TASK GOAL: Return every record below exactly as given.

── SOURCE MATERIAL

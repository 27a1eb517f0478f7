//! Build configuration
//!
//! Settings feeding the external C toolchain. Precedence, strongest first:
//! command-line flags, then the `CC`/`CFLAGS` environment, then the
//! project's `nelua.toml`, then built-in defaults.

use serde::Deserialize;
use std::path::{Path, PathBuf};

/// Well-known configuration file name at the project root
pub const CONFIG_FILE: &str = "nelua.toml";

/// Contents of `nelua.toml`
#[derive(Debug, Clone, Default, Deserialize)]
pub struct FileConfig {
    pub cc: Option<String>,
    pub cflags: Option<String>,
    pub cache_dir: Option<String>,
}

impl FileConfig {
    /// Load the config file from a project root, if present
    pub fn load(project_root: &Path) -> Self {
        let path = project_root.join(CONFIG_FILE);
        match std::fs::read_to_string(&path) {
            Ok(text) => toml::from_str(&text).unwrap_or_default(),
            Err(_) => Self::default(),
        }
    }
}

/// Optimization profile selected on the command line
#[derive(Debug, Clone, Copy, PartialEq, Eq, Default)]
pub enum Profile {
    #[default]
    Debug,
    Release,
    MaximumPerformance,
}

impl Profile {
    pub fn cflags(self) -> &'static str {
        match self {
            Profile::Debug => "-O0 -g",
            Profile::Release => "-O2",
            Profile::MaximumPerformance => "-O3 -ffast-math -march=native",
        }
    }
}

/// Output kind requested on the command line
#[derive(Debug, Clone, Copy, PartialEq, Eq, Default)]
pub enum LinkKind {
    #[default]
    Executable,
    Shared,
    Static,
}

/// Fully resolved build configuration
#[derive(Debug, Clone)]
pub struct Config {
    pub cc: String,
    pub cflags: String,
    pub cache_dir: PathBuf,
    pub profile: Profile,
    pub link: LinkKind,
    pub no_cache: bool,
    pub verbose: bool,
}

impl Config {
    /// Resolve the configuration for one compilation
    pub fn resolve(
        project_root: &Path,
        cli_cc: Option<String>,
        cli_cflags: Option<String>,
        profile: Profile,
        link: LinkKind,
        no_cache: bool,
        verbose: bool,
    ) -> Self {
        let file = FileConfig::load(project_root);
        let cc = cli_cc
            .or_else(|| std::env::var("CC").ok().filter(|s| !s.is_empty()))
            .or(file.cc)
            .unwrap_or_else(|| "cc".to_string());
        let mut cflags = cli_cflags
            .or_else(|| std::env::var("CFLAGS").ok().filter(|s| !s.is_empty()))
            .or(file.cflags)
            .unwrap_or_default();
        if !cflags.is_empty() {
            cflags.push(' ');
        }
        cflags.push_str(profile.cflags());
        let cache_dir = file
            .cache_dir
            .map(PathBuf::from)
            .unwrap_or_else(|| project_root.join(".nelua_cache"));
        Self {
            cc,
            cflags,
            cache_dir,
            profile,
            link,
            no_cache,
            verbose,
        }
    }
}

#[cfg(test)]
mod tests {
    use super::*;

    #[test]
    fn test_defaults_without_file() {
        let dir = std::env::temp_dir().join("nelua_cfg_test_none");
        let _ = std::fs::create_dir_all(&dir);
        std::env::remove_var("CC");
        std::env::remove_var("CFLAGS");
        let cfg = Config::resolve(&dir, None, None, Profile::Debug, LinkKind::Executable, false, false);
        assert_eq!(cfg.cc, "cc");
        assert!(cfg.cflags.contains("-O0"));
    }

    #[test]
    fn test_flags_beat_file_and_env() {
        let dir = std::env::temp_dir().join("nelua_cfg_test_prec");
        let _ = std::fs::create_dir_all(&dir);
        std::fs::write(dir.join(CONFIG_FILE), "cc = \"file-cc\"\n").unwrap();
        let cfg = Config::resolve(
            &dir,
            Some("flag-cc".to_string()),
            None,
            Profile::Release,
            LinkKind::Executable,
            false,
            false,
        );
        assert_eq!(cfg.cc, "flag-cc");
        assert!(cfg.cflags.contains("-O2"));
    }

    #[test]
    fn test_file_config_parsed() {
        let dir = std::env::temp_dir().join("nelua_cfg_test_file");
        let _ = std::fs::create_dir_all(&dir);
        std::fs::write(
            dir.join(CONFIG_FILE),
            "cc = \"clang\"\ncflags = \"-Wall\"\n",
        )
        .unwrap();
        let file = FileConfig::load(&dir);
        assert_eq!(file.cc.as_deref(), Some("clang"));
        assert_eq!(file.cflags.as_deref(), Some("-Wall"));
    }
}
/// Analyze a parsed compilation unit. Collected semantic errors are left in
/// `ctx.errors`; fatal errors (preprocessor, injected-parse) are returned.
pub fn analyze(ctx: &mut Context, root: NodeId) -> CompileResult<Analysis> {
    let mut analyzer = Analyzer {
        scopes_of: std::collections::HashMap::new(),
        fn_stack: Vec::new(),
        pending: Vec::new(),
        visited_blocks: std::collections::HashSet::new(),
    };
    analyzer.scopes_of.insert(root, ctx.scopes.root());

    let mut prev_pending = usize::MAX;
    loop {
        analyzer.pending.clear();
        analyzer.visited_blocks.clear();
        ctx.errors.clear();
        reset_move_states(ctx);
        analyzer.visit_block_children(ctx, root)?;
        if analyzer.pending.is_empty() {
            break;
        }
        if analyzer.pending.len() >= prev_pending {
            // no progress: report the survivors
            for &(node, span) in &analyzer.pending {
                let err = match (ctx.ast.tag(node), ctx.ast.node(node).data.as_name()) {
                    (Tag::Id | Tag::Type, Some(name)) => CompileError::undeclared(name, span),
                    (Tag::Goto, Some(label)) => CompileError::undeclared(label, span),
                    _ => CompileError::cannot_infer(span),
                };
                ctx.add_error(err);
            }
            break;
        }
        prev_pending = analyzer.pending.len();
    }

    preprocessor::run_after_analyze_hooks(ctx)?;
    Ok(Analysis { scopes_of: analyzer.scopes_of })
}

/// Every symbol is revalidated at the start of a pass; the final pass
/// leaves the true move states for the emitter.
fn reset_move_states(ctx: &mut Context) {
    for id in 0..ctx.scopes.symbol_len() {
        ctx.scopes.symbol_mut(SymbolId(id as u32)).moved = false;
    }
}

fn is_fatal(err: &CompileError) -> bool {
    matches!(
        err.kind,
        ErrorKind::Preprocess { .. } | ErrorKind::Parse { .. } | ErrorKind::Lex { .. }
    )
}

struct FnCtx {
    declared: Option<Vec<TypeId>>,
    inferred: Option<Vec<TypeId>>,
    scope: ScopeId,
}

struct Analyzer {
    scopes_of: std::collections::HashMap<NodeId, ScopeId>,
    fn_stack: Vec<FnCtx>,
    pending: Vec<(NodeId, Span)>,
    /// Blocks already visited this pass (switch cases may share one block)
    visited_blocks: std::collections::HashSet<NodeId>,
}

────

EXERCISE ANSWER:
repository 27a1eb517f0478f7
//! Build configuration
//!
//! Settings feeding the external C toolchain. Precedence, strongest first:
//! command-line flags, then the `CC`/`CFLAGS` environment, then the
//! project's `nelua.toml`, then built-in defaults.

use serde::Deserialize;
use std::path::{Path, PathBuf};

/// Well-known configuration file name at the project root
pub const CONFIG_FILE: &str = "nelua.toml";

/// Contents of `nelua.toml`
#[derive(Debug, Clone, Default, Deserialize)]
pub struct FileConfig {
    pub cc: Option<String>,
    pub cflags: Option<String>,
    pub cache_dir: Option<String>,
}

impl FileConfig {
    /// Load the config file from a project root, if present
    pub fn load(project_root: &Path) -> Self {
        let path = project_root.join(CONFIG_FILE);
        match std::fs::read_to_string(&path) {
            Ok(text) => toml::from_str(&text).unwrap_or_default(),
            Err(_) => Self::default(),
        }
    }
}

/// Optimization profile selected on the command line
#[derive(Debug, Clone, Copy, PartialEq, Eq, Default)]
pub enum Profile {
    #[default]
    Debug,
    Release,
    MaximumPerformance,
}

impl Profile {
    pub fn cflags(self) -> &'static str {
        match self {
            Profile::Debug => "-O0 -g",
            Profile::Release => "-O2",
            Profile::MaximumPerformance => "-O3 -ffast-math -march=native",
        }
    }
}

/// Output kind requested on the command line
#[derive(Debug, Clone, Copy, PartialEq, Eq, Default)]
pub enum LinkKind {
    #[default]
    Executable,
    Shared,
    Static,
}

/// Fully resolved build configuration
#[derive(Debug, Clone)]
pub struct Config {
    pub cc: String,
    pub cflags: String,
    pub cache_dir: PathBuf,
    pub profile: Profile,
    pub link: LinkKind,
    pub no_cache: bool,
    pub verbose: bool,
}

impl Config {
    /// Resolve the configuration for one compilation
    pub fn resolve(
        project_root: &Path,
        cli_cc: Option<String>,
        cli_cflags: Option<String>,
        profile: Profile,
        link: LinkKind,
        no_cache: bool,
        verbose: bool,
    ) -> Self {
        let file = FileConfig::load(project_root);
        let cc = cli_cc
            .or_else(|| std::env::var("CC").ok().filter(|s| !s.is_empty()))
            .or(file.cc)
            .unwrap_or_else(|| "cc".to_string());
        let mut cflags = cli_cflags
            .or_else(|| std::env::var("CFLAGS").ok().filter(|s| !s.is_empty()))
            .or(file.cflags)
            .unwrap_or_default();
        if !cflags.is_empty() {
            cflags.push(' ');
        }
        cflags.push_str(profile.cflags());
        let cache_dir = file
            .cache_dir
            .map(PathBuf::from)
            .unwrap_or_else(|| project_root.join(".nelua_cache"));
        Self {
            cc,
            cflags,
            cache_dir,
            profile,
            link,
            no_cache,
            verbose,
        }
    }
}

#[cfg(test)]
mod tests {
    use super::*;

    #[test]
    fn test_defaults_without_file() {
        let dir = std::env::temp_dir().join("nelua_cfg_test_none");
        let _ = std::fs::create_dir_all(&dir);
        std::env::remove_var("CC");
        std::env::remove_var("CFLAGS");
        let cfg = Config::resolve(&dir, None, None, Profile::Debug, LinkKind::Executable, false, false);
        assert_eq!(cfg.cc, "cc");
        assert!(cfg.cflags.contains("-O0"));
    }

    #[test]
    fn test_flags_beat_file_and_env() {
        let dir = std::env::temp_dir().join("nelua_cfg_test_prec");
        let _ = std::fs::create_dir_all(&dir);
        std::fs::write(dir.join(CONFIG_FILE), "cc = \"file-cc\"\n").unwrap();
        let cfg = Config::resolve(
            &dir,
            Some("flag-cc".to_string()),
            None,
            Profile::Release,
            LinkKind::Executable,
            false,
            false,
        );
        assert_eq!(cfg.cc, "flag-cc");
        assert!(cfg.cflags.contains("-O2"));
    }

    #[test]
    fn test_file_config_parsed() {
        let dir = std::env::temp_dir().join("nelua_cfg_test_file");
        let _ = std::fs::create_dir_all(&dir);
        std::fs::write(
            dir.join(CONFIG_FILE),
            "cc = \"clang\"\ncflags = \"-Wall\"\n",
        )
        .unwrap();
        let file = FileConfig::load(&dir);
        assert_eq!(file.cc.as_deref(), Some("clang"));
        assert_eq!(file.cflags.as_deref(), Some("-Wall"));
    }
}
/// Analyze a parsed compilation unit. Collected semantic errors are left in
/// `ctx.errors`; fatal errors (preprocessor, injected-parse) are returned.
pub fn analyze(ctx: &mut Context, root: NodeId) -> CompileResult<Analysis> {
    let mut analyzer = Analyzer {
        scopes_of: std::collections::HashMap::new(),
        fn_stack: Vec::new(),
        pending: Vec::new(),
        visited_blocks: std::collections::HashSet::new(),
    };
    analyzer.scopes_of.insert(root, ctx.scopes.root());

    let mut prev_pending = usize::MAX;
    loop {
        analyzer.pending.clear();
        analyzer.visited_blocks.clear();
        ctx.errors.clear();
        reset_move_states(ctx);
        analyzer.visit_block_children(ctx, root)?;
        if analyzer.pending.is_empty() {
            break;
        }
        if analyzer.pending.len() >= prev_pending {
            // no progress: report the survivors
            for &(node, span) in &analyzer.pending {
                let err = match (ctx.ast.tag(node), ctx.ast.node(node).data.as_name()) {
                    (Tag::Id | Tag::Type, Some(name)) => CompileError::undeclared(name, span),
                    (Tag::Goto, Some(label)) => CompileError::undeclared(label, span),
                    _ => CompileError::cannot_infer(span),
                };
                ctx.add_error(err);
            }
            break;
        }
        prev_pending = analyzer.pending.len();
    }

    preprocessor::run_after_analyze_hooks(ctx)?;
    Ok(Analysis { scopes_of: analyzer.scopes_of })
}

/// Every symbol is revalidated at the start of a pass; the final pass
/// leaves the true move states for the emitter.
fn reset_move_states(ctx: &mut Context) {
    for id in 0..ctx.scopes.symbol_len() {
        ctx.scopes.symbol_mut(SymbolId(id as u32)).moved = false;
    }
}

fn is_fatal(err: &CompileError) -> bool {
    matches!(
        err.kind,
        ErrorKind::Preprocess { .. } | ErrorKind::Parse { .. } | ErrorKind::Lex { .. }
    )
}

struct FnCtx {
    declared: Option<Vec<TypeId>>,
    inferred: Option<Vec<TypeId>>,
    scope: ScopeId,
}

struct Analyzer {
    scopes_of: std::collections::HashMap<NodeId, ScopeId>,
    fn_stack: Vec<FnCtx>,
    pending: Vec<(NodeId, Span)>,
    /// Blocks already visited this pass (switch cases may share one block)
    visited_blocks: std::collections::HashSet<NodeId>,
}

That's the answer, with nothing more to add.